● **Work item**
In the records that follow, find each line containing "dirname" and copy it.

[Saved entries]
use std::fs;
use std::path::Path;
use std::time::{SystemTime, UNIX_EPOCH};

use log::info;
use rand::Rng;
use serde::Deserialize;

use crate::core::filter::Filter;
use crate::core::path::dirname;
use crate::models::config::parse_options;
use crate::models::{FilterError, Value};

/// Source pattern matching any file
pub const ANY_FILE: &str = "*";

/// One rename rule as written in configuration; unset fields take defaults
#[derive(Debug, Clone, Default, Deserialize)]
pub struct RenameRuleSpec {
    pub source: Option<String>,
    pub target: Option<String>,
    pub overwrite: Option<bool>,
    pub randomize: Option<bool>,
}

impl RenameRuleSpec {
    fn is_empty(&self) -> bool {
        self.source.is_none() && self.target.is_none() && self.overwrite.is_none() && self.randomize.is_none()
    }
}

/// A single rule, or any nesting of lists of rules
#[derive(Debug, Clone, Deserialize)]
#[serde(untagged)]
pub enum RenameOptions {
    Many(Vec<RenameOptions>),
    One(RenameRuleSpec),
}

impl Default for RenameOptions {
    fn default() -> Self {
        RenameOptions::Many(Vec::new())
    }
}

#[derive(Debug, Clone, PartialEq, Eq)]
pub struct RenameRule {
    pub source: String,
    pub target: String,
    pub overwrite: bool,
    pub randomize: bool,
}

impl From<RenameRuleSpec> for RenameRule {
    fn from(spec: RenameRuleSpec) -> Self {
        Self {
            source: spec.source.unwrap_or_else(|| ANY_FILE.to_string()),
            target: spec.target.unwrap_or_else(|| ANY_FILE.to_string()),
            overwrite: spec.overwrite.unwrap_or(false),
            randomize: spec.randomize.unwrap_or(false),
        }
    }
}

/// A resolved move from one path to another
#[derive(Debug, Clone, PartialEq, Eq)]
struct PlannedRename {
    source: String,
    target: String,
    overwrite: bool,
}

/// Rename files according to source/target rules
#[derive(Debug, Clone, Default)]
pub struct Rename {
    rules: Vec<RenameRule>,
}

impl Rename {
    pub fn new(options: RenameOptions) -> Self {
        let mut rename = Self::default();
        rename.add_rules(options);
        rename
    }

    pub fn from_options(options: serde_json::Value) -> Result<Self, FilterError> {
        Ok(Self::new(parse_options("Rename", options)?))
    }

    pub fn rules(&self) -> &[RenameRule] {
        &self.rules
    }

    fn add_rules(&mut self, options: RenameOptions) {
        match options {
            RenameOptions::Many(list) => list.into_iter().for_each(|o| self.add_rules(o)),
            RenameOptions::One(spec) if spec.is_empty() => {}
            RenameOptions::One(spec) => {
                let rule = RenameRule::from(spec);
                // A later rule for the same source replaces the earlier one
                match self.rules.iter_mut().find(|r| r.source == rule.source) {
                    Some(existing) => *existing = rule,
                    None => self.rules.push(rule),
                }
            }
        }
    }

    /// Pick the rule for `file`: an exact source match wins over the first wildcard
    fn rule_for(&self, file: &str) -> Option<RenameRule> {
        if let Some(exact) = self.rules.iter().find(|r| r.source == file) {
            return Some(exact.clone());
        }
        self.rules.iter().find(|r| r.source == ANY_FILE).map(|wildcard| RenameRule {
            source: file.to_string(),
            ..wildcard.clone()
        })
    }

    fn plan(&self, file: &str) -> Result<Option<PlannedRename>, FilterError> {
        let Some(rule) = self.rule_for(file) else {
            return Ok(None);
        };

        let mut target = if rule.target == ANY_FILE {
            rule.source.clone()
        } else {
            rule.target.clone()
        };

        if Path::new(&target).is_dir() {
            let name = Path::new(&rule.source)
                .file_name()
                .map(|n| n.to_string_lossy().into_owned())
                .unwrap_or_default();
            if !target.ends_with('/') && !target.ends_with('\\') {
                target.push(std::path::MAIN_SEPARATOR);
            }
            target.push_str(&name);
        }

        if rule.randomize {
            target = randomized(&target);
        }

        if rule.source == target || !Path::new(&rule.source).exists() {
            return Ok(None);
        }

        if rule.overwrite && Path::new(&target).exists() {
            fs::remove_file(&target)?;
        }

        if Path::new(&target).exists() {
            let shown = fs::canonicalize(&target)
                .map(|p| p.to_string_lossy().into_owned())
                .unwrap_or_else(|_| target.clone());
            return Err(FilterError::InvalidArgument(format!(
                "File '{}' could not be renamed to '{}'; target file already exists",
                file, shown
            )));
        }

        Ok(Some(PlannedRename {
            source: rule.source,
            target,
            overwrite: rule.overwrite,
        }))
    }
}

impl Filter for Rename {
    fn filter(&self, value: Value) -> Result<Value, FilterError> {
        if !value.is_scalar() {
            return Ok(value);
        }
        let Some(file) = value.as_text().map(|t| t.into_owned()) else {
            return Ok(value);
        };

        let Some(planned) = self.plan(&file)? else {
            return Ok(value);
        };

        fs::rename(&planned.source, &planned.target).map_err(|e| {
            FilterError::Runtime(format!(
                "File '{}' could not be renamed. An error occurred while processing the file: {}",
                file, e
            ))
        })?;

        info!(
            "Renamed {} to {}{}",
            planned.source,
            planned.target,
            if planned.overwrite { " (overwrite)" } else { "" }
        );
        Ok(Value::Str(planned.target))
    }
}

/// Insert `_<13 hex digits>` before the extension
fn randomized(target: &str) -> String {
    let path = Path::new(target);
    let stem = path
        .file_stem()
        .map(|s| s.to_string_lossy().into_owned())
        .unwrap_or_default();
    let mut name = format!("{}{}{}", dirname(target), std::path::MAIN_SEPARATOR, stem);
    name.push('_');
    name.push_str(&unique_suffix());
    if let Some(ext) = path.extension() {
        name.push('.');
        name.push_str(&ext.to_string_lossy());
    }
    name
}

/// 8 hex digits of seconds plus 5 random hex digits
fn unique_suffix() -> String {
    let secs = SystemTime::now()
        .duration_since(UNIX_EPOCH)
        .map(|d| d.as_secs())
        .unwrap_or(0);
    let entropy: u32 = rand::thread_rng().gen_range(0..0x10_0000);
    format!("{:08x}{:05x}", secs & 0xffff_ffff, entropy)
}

● **Output for this exercise**
use crate::core::path::dirname;
    let mut name = format!("{}{}{}", dirname(target), std::path::MAIN_SEPARATOR, stem);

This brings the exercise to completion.